When one person asks another a question, it takes an average of 200 milliseconds for them to respond. This is so fast that we can’t even hear the pause. In fact, it’s faster than our brains actually work. It takes the brain about half a second to retrieve the words to say something, which means that in conversation, one person is gearing up to speak before the other is even finished. By listening to the tone, grammar, and content of another’s speech, we can predict when they’ll be done.
This precise clockwork dance that happens when people speak to each other is what N.J. Enfield, a professor of linguistics at the University of Sydney, calls the “conversation machine.” In his book How We Talk, he examines how conversational minutiae—filler words like “um” and “mm-hmm,” and pauses that are longer than 200 milliseconds—grease the wheels of this machine. In fact, he argues, these little “traffic signals” to some degree define human communication. What all human languages have in common, and what sets our communication apart from animals, is our ability to use language to coordinate how we use language.
I hopped into the conversation machine with Enfield for a very meta chat about the big impacts of tiny words and pauses on human interaction. An edited and condensed transcript of our interview is below.
Julie Beck: Can you explain what the “conversation machine” is and why it’s unique among animals?
N.J. Enfield: When we’re having a conversation, because of the entirely cooperative nature of language, we form a single unit. Certain social cognitions that humans have—the capacity to read other people’s intentions and the capacity to enter into true joint action—allow us to connect up to each other in interaction and ride along in this machine.
Obviously, animals communicate in a range of interesting and complex ways. But where I draw the line is the moral accountability that humans have in interaction. If one person doesn’t do the appropriate thing, for example not answering a question when it’s being asked, we can be held to account for that. We don’t see that in animals. [In humans], one individual can say: “Why did you say that?” Or “Please repeat that.” You don’t see animals calling others out for their failures, asking why did they say that, or could they repeat that. [What’s unique in humans] is the capacity for language to refer back to itself.
Beck: It seems like conversation is always operating on two levels. One is we’re talking about whatever it is we’re talking about, and at the same time, on this more meta level, we’re monitoring the conversation itself and steering it in the direction we want it to go.
Enfield: Exactly. In the book, I mention a psychologist by the name of Herb Clark, at Stanford. He’s made the point for years that language is a tool for coordinating joint action. Let’s say you and I are moving house. All day we’re going to be using language to coordinate our activity. When we lift up a table, we’ll say, like, “One, two, three, lift.” We’re using language to coordinate our physical activity. Herb Clark points this out, and then he says language is used in exactly that way to coordinate the very activity of using language. We might be talking about a subject like what are we going to do on the weekend or whatever, but at the same time we’re using all these traffic signals to coordinate the activity of talking itself. We’re sending little signals like, “Wait, I’m not ready to finish my turn yet,” “What was that?
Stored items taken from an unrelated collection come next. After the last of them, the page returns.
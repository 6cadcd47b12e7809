//! Feature standardization.
//!
//! Provides a per-column mean/std `Scaler` equivalent to a standard scaler
//! with population variance. Columns with zero variance are divided by a
//! small floor instead of zero so the output stays finite.

use anyhow::{bail, Context, Result};
use ndarray::{Array1, Array2, Axis};

/// Simple standard scaler (per-column mean/std).
#[derive(Clone, Debug)]
pub struct Scaler {
    pub mean: Array1<f64>,
    pub std: Array1<f64>,
}

impl Scaler {
    /// Minimum stddev to avoid division by zero when transforming.
    const MIN_STD: f64 = 1e-12;
}

/// Fit a `Scaler` from a matrix where rows are samples and columns are features.
pub fn fit_scaler(x: &Array2<f64>) -> Result<Scaler> {
    let (nrows, ncols) = x.dim();
    if nrows == 0 || ncols == 0 {
        bail!("fit_scaler requires a non-empty matrix, got {}x{}", nrows, ncols);
    }

    let mean = x
        .mean_axis(Axis(0))
        .context("failed to compute column means")?;
    let std = x.std_axis(Axis(0), 0.0).mapv(|s| s.max(Scaler::MIN_STD));

    Ok(Scaler { mean, std })
}

/// Transform all rows using the provided `Scaler` and return a new matrix.
pub fn transform_all(x: &Array2<f64>, sc: &Scaler) -> Result<Array2<f64>> {
    if x.ncols() != sc.mean.len() {
        bail!(
            "scaler was fitted on {} features but the matrix has {}",
            sc.mean.len(),
            x.ncols()
        );
    }
    Ok((x - &sc.mean) / &sc.std)
}

/// Fit a scaler and return the transformed matrix in one call.
pub fn fit_transform(x: &Array2<f64>) -> Result<Array2<f64>> {
    let sc = fit_scaler(x)?;
    transform_all(x, &sc)
}
use serde::{Deserialize, Serialize};
use std::str::FromStr;

/// Central configuration for models in the crate.
#[derive(Deserialize, Serialize, Debug, Clone, Default)]
pub struct ModelConfig {
    #[serde(flatten)]
    pub model_type: ModelType,
}

/// Supported model types and their hyper-parameters.
#[derive(Deserialize, Serialize, Debug, Clone, PartialEq)]
pub enum ModelType {
    /// Multinomial logistic regression with L2 penalty.
    ///
    /// `alpha` is the penalty strength, i.e. the inverse of scikit-learn's `C`.
    LogisticRegression {
        #[serde(default = "default_alpha")]
        alpha: f64,
        #[serde(default = "default_max_iterations")]
        max_iterations: u64,
        #[serde(default = "default_gradient_tolerance")]
        gradient_tolerance: f64,
        #[serde(default = "default_fit_intercept")]
        fit_intercept: bool,
    },
}

fn default_alpha() -> f64 {
    1.0
}

fn default_max_iterations() -> u64 {
    100
}

fn default_gradient_tolerance() -> f64 {
    1e-4
}

fn default_fit_intercept() -> bool {
    true
}

impl Default for ModelType {
    fn default() -> Self {
        ModelType::LogisticRegression {
            alpha: default_alpha(),
            max_iterations: default_max_iterations(),
            gradient_tolerance: default_gradient_tolerance(),
            fit_intercept: default_fit_intercept(),
        }
    }
}

impl ModelType {
    pub fn name(&self) -> &'static str {
        match self {
            ModelType::LogisticRegression { .. } => "logistic_regression",
        }
    }
}

impl FromStr for ModelType {
    type Err = String;

    fn from_str(s: &str) -> Result<Self, Self::Err> {
        match s.to_lowercase().as_str() {
            "logistic" | "logreg" | "logistic_regression" => Ok(ModelType::default()),
            _ => Err(format!(
                "Unknown model type: {}. Valid options are: logistic, logreg, logistic_regression",
                s
            )),
        }
    }
}

impl ModelConfig {
    pub fn new(model_type: ModelType) -> Self {
        Self { model_type }
    }
}
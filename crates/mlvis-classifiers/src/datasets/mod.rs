//! In-memory datasets and their loaders.
//!
//! A [`Dataset`] holds a dense feature matrix (rows are samples) and one
//! integer class label per row. Loaders read CSV text from a [`DataSource`],
//! which is either a local file or a URL fetched over HTTP.
pub mod digits;
pub mod iris;
pub mod source;

pub use digits::{load_digits, parse_digits, DIGITS_URL};
pub use iris::{load_iris, parse_iris, IRIS_URL};
pub use source::{DataSource, FetchOptions};

use anyhow::{bail, Result};
use ndarray::{Array1, Array2, Axis};

use crate::error::DatasetError;

#[derive(Debug, Clone)]
pub struct Dataset {
    pub records: Array2<f64>,
    pub targets: Array1<usize>,
    pub feature_names: Vec<String>,
    pub target_names: Vec<String>,
}

impl Dataset {
    pub fn new(
        records: Array2<f64>,
        targets: Array1<usize>,
        feature_names: Vec<String>,
        target_names: Vec<String>,
    ) -> Result<Self> {
        if records.nrows() == 0 {
            return Err(DatasetError::Empty.into());
        }
        if records.nrows() != targets.len() {
            bail!(
                "records have {} rows but there are {} targets",
                records.nrows(),
                targets.len()
            );
        }
        if let Some(&bad) = targets.iter().find(|&&t| t >= target_names.len()) {
            bail!(
                "target {} is out of range for {} classes",
                bad,
                target_names.len()
            );
        }
        Ok(Self {
            records,
            targets,
            feature_names,
            target_names,
        })
    }

    pub fn nsamples(&self) -> usize {
        self.records.nrows()
    }

    pub fn nfeatures(&self) -> usize {
        self.records.ncols()
    }

    pub fn nclasses(&self) -> usize {
        self.target_names.len()
    }

    /// Copy the given rows into a new feature matrix and label vector.
    pub fn select(&self, indices: &[usize]) -> (Array2<f64>, Array1<usize>) {
        (
            self.records.select(Axis(0), indices),
            self.targets.select(Axis(0), indices),
        )
    }
}
use std::ops::Range;
use tqdm::{tqdm, Tqdm};

/// Terminal progress bar for long loops (filters, training batches).
pub struct Progress {
    total: usize,
    count: usize,
    bar: Tqdm<Range<usize>>,
}

impl Progress {
    pub fn new(total: usize, description: &str) -> Self {
        Self {
            total,
            count: 0,
            bar: tqdm(0..total).desc(Some(description)),
        }
    }

    /// Advance the bar by one step; extra steps beyond `total` are ignored.
    pub fn inc(&mut self) {
        if self.count >= self.total {
            log::warn!("Progress bar received more updates than its total of {}", self.total);
            return;
        }
        self.count += 1;
        let _ = self.bar.pbar.update(1);
    }

    pub fn count(&self) -> usize {
        self.count
    }

    pub fn finish(self) {
        if self.count < self.total {
            log::debug!("Progress finished early at {}/{}", self.count, self.total);
        }
    }
}
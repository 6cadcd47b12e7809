use anyhow::{Context, Result};
use serde::de::DeserializeOwned;
use serde::Serialize;
use std::fs;
use std::path::{Path, PathBuf};

/// Read a JSON config, or fall back to defaults when no path is given.
///
/// Fields missing from the file take their default values, so a config only
/// needs to name what it changes.
pub fn load_config<T: DeserializeOwned + Default>(config_path: Option<&PathBuf>) -> Result<T> {
    match config_path {
        Some(path) => {
            let config_json = fs::read_to_string(path)
                .with_context(|| format!("Failed to read config file: {:?}", path))?;
            serde_json::from_str(&config_json)
                .with_context(|| format!("Failed to parse config file: {:?}", path))
        }
        None => {
            log::info!("No config file provided; using defaults.");
            Ok(T::default())
        }
    }
}

pub fn config_to_json<T: Serialize>(config: &T) -> Result<String> {
    Ok(serde_json::to_string_pretty(config)?)
}

pub fn validate_file_exists(path: &str) -> Result<()> {
    if !Path::new(path).is_file() {
        anyhow::bail!("File does not exist: {}", path);
    }
    Ok(())
}

/// Reject a fraction outside the open interval `(0, 1)`.
pub fn validate_fraction(name: &str, value: f64) -> Result<()> {
    if !(value > 0.0 && value < 1.0) {
        anyhow::bail!("{} must be in (0, 1), got {}", name, value);
    }
    Ok(())
}
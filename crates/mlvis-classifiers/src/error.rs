use std::error::Error;
use std::fmt;

/// Custom error type for dataset parsing failures
#[derive(Debug, PartialEq)]
pub enum DatasetError {
    FieldCount {
        line: usize,
        expected: usize,
        found: usize,
    },
    InvalidValue {
        line: usize,
        column: usize,
        value: String,
    },
    UnknownLabel {
        line: usize,
        label: String,
    },
    Empty,
}

impl fmt::Display for DatasetError {
    fn fmt(&self, f: &mut fmt::Formatter) -> fmt::Result {
        match self {
            DatasetError::FieldCount {
                line,
                expected,
                found,
            } => write!(
                f,
                "line {}: expected {} fields but found {}",
                line, expected, found
            ),
            DatasetError::InvalidValue {
                line,
                column,
                value,
            } => write!(
                f,
                "line {}, column {}: cannot parse {:?} as a number",
                line, column, value
            ),
            DatasetError::UnknownLabel { line, label } => {
                write!(f, "line {}: unknown class label {:?}", line, label)
            }
            DatasetError::Empty => write!(f, "dataset contains no samples"),
        }
    }
}

impl Error for DatasetError {}
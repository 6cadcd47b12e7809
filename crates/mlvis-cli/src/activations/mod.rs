pub mod filters;
pub mod input;
pub mod trainer;
//! Rendering the input image and filter images as one grid.
//!
//! The grid is assembled into a single grayscale montage. That montage can
//! be shown as a plotly heat map with a caption above every cell, or written
//! out as a PNG.
use anyhow::{bail, Context, Result};
use image::GrayImage;
use plotly::common::{ColorScale, ColorScalePalette, Font};
use plotly::layout::{Annotation, Axis, Layout};
use plotly::{HeatMap, Plot};
use std::path::Path;

use crate::ascent::FilterImage;
use crate::layout::{grid_shape, panels, Panel};

const GAP: usize = 4;
const BACKGROUND: u8 = 255;
const CELL_PX: usize = 110;

/// Grayscale canvas with every grid cell pasted in.
pub struct Montage {
    pub rows: usize,
    pub cols: usize,
    pub cell: usize,
    pub width: usize,
    pub height: usize,
    pub pixels: Vec<u8>,
    /// Panel and top-left pixel of each cell, row-major.
    pub cells: Vec<(Panel, usize, usize)>,
}

impl Montage {
    pub fn build(input: &GrayImage, filters: &[FilterImage]) -> Result<Self> {
        let (w, h) = (input.width() as usize, input.height() as usize);
        if w != h {
            bail!("input image must be square, got {}x{}", w, h);
        }
        if let Some(f) = filters.iter().find(|f| f.width != w || f.height != h) {
            bail!(
                "filter {} image is {}x{} but the input is {}x{}",
                f.filter_index,
                f.width,
                f.height,
                w,
                h
            );
        }

        let cell = w;
        let (rows, cols) = grid_shape(filters.len());
        let width = cols * cell + (cols - 1) * GAP;
        let height = rows * cell + (rows - 1) * GAP;
        let mut pixels = vec![BACKGROUND; width * height];
        let mut cells = Vec::with_capacity(rows * cols);

        for (slot, panel) in panels(filters.len()).into_iter().enumerate() {
            let (r, c) = (slot / cols, slot % cols);
            let (x0, y0) = (c * (cell + GAP), r * (cell + GAP));
            let source: Option<&[u8]> = match panel {
                Panel::Input => Some(input.as_raw().as_slice()),
                Panel::Filter(i) => Some(filters[i].pixels.as_slice()),
                Panel::Empty => None,
            };
            if let Some(src) = source {
                for y in 0..cell {
                    let dst = (y0 + y) * width + x0;
                    pixels[dst..dst + cell].copy_from_slice(&src[y * cell..(y + 1) * cell]);
                }
            }
            cells.push((panel, x0, y0));
        }

        Ok(Self {
            rows,
            cols,
            cell,
            width,
            height,
            pixels,
            cells,
        })
    }

    pub fn to_gray_image(&self) -> Result<GrayImage> {
        GrayImage::from_raw(self.width as u32, self.height as u32, self.pixels.clone())
            .context("montage buffer does not match its dimensions")
    }

    pub fn save_png<P: AsRef<Path>>(&self, path: P) -> Result<()> {
        let path = path.as_ref();
        if let Some(parent) = path.parent().filter(|p| !p.as_os_str().is_empty()) {
            std::fs::create_dir_all(parent)
                .with_context(|| format!("Failed to create directory {}", parent.display()))?;
        }
        self.to_gray_image()?
            .save(path)
            .with_context(|| format!("Failed to write {}", path.display()))?;
        log::info!("Filter montage saved to {}", path.display());
        Ok(())
    }
}

fn panel_caption(panel: Panel) -> Option<String> {
    match panel {
        Panel::Input => Some("Input image".to_string()),
        Panel::Filter(i) => Some(format!("filter {}", i)),
        Panel::Empty => None,
    }
}

/// Heat map of the montage with a caption above each cell.
pub fn plot_filter_grid(montage: &Montage, layer_name: &str) -> Result<Plot> {
    // Plotly draws z row 0 at the bottom; flip so the image reads top-down.
    let z: Vec<Vec<u8>> = montage
        .pixels
        .chunks(montage.width)
        .rev()
        .map(|row| row.to_vec())
        .collect();

    let heatmap = HeatMap::new_z(z)
        .color_scale(ColorScale::Palette(ColorScalePalette::Greys))
        .show_scale(false)
        .name(layer_name);

    let mut annotations = Vec::new();
    for &(panel, x0, y0) in &montage.cells {
        if let Some(caption) = panel_caption(panel) {
            let x = (x0 + montage.cell / 2) as f64;
            // top edge of the cell in flipped coordinates, plus a small lift
            let y = (montage.height - y0) as f64 + 1.0;
            annotations.push(
                Annotation::new()
                    .x(x)
                    .y(y)
                    .text(caption.as_str())
                    .show_arrow(false)
                    .font(Font::new().size(10)),
            );
        }
    }

    let hidden = || {
        Axis::new()
            .show_grid(false)
            .zero_line(false)
            .show_tick_labels(false)
    };
    let layout = Layout::new()
        .title(format!("Input image and {} filters", layer_name).as_str())
        .width(montage.cols * CELL_PX + 100)
        .height(montage.rows * CELL_PX + 140)
        .x_axis(hidden())
        .y_axis(hidden())
        .annotations(annotations);

    let mut plot = Plot::new();
    plot.add_trace(heatmap);
    plot.set_layout(layout);
    Ok(plot)
}

#[cfg(test)]
mod tests {
    use super::*;
    use image::Luma;

    fn filters(n: usize, side: usize) -> Vec<FilterImage> {
        (0..n)
            .map(|i| FilterImage {
                filter_index: i,
                activation: 0.0,
                width: side,
                height: side,
                pixels: vec![i as u8; side * side],
            })
            .collect()
    }

    #[test]
    fn montage_places_input_then_filters() {
        let input = GrayImage::from_pixel(4, 4, Luma([200]));
        let m = Montage::build(&input, &filters(12, 4)).unwrap();
        assert_eq!((m.rows, m.cols), (2, 6));
        assert_eq!(m.width, 6 * 4 + 5 * GAP);
        assert_eq!(m.height, 2 * 4 + GAP);
        // input at the top-left corner
        assert_eq!(m.pixels[0], 200);
        // filter 0 in the second cell
        assert_eq!(m.pixels[4 + GAP], 0);
        // gap stays background
        assert_eq!(m.pixels[4], BACKGROUND);
        // slot 7 is row 1, col 1 and shows filter 6
        let (panel, x0, y0) = m.cells[7];
        assert_eq!(panel, Panel::Filter(6));
        assert_eq!(m.pixels[y0 * m.width + x0], 6);
    }

    #[test]
    fn montage_rejects_size_mismatch() {
        let input = GrayImage::new(4, 4);
        assert!(Montage::build(&input, &filters(2, 5)).is_err());
    }

    #[test]
    fn plot_carries_captions_and_title() {
        let input = GrayImage::new(4, 4);
        let m = Montage::build(&input, &filters(3, 4)).unwrap();
        let json = plot_filter_grid(&m, "conv2d_2").unwrap().to_json();
        assert!(json.contains("Input image and conv2d_2 filters"));
        assert!(json.contains("Input image"));
        assert!(json.contains("filter 0"));
    }

    #[test]
    fn png_has_montage_dimensions() {
        let dir = tempfile::tempdir().unwrap();
        let path = dir.path().join("out/filters.png");
        let input = GrayImage::new(4, 4);
        let m = Montage::build(&input, &filters(1, 4)).unwrap();
        m.save_png(&path).unwrap();
        let back = image::open(&path).unwrap().to_luma8();
        assert_eq!(back.dimensions(), (m.width as u32, m.height as u32));
        assert_eq!(back.as_raw(), &m.pixels);
    }
}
I didn’t catch what you said,” “Yes, I’m still paying attention to you.” Language regulates itself.
Beck: One of the ways we do that is how quickly people respond to each other, right? You write that people usually respond to each other in a conversation within 200 milliseconds. What if you take longer to respond? What signal does that send?
Enfield: It could mean a few things. The fact that this is average, 200 milliseconds, suggests people are aiming for that. So if you are late, it suggests you were not able to hit that target because of some trouble in finding the words you wanted. Or maybe you didn’t hear what was said, or maybe you were distracted in some way. That delay is caused directly by some kind of processing problem. And if you ask people difficult questions, their answers will tend to be delayed
One of the big traffic signals that manages that is these hesitation markers like “um” and “uh,” because they can be used as early as you like. Of course, they don’t have any content, they don’t tell you anything about what I’m about to say, but they do say, “Wait please, because I know time’s ticking and I don’t want to leave silence but I’m not ready to produce what I want to say.”
There’s another important reason for delay, and that is because you are trying to buffer what we call a “dis-preferred response.” A clear example would be: I say “How about we go and grab coffee later?” and you’re not free. If you’re free and you say, “Yeah, sure, sounds good,” that response will tend to come out very fast. But if you say “Ah, actually no, I’m not really free this afternoon, sorry,” that kind of response is definitely going to come out later. It may have nothing to do with a processing problem as such, but it’s putting a buffer there because you’re aware saying “No” is not the thing the questioner was going for. We tend to deliver those dis-preferred responses a bit later. If you say “no” very quickly, that often comes across as blunt or abrupt or rude.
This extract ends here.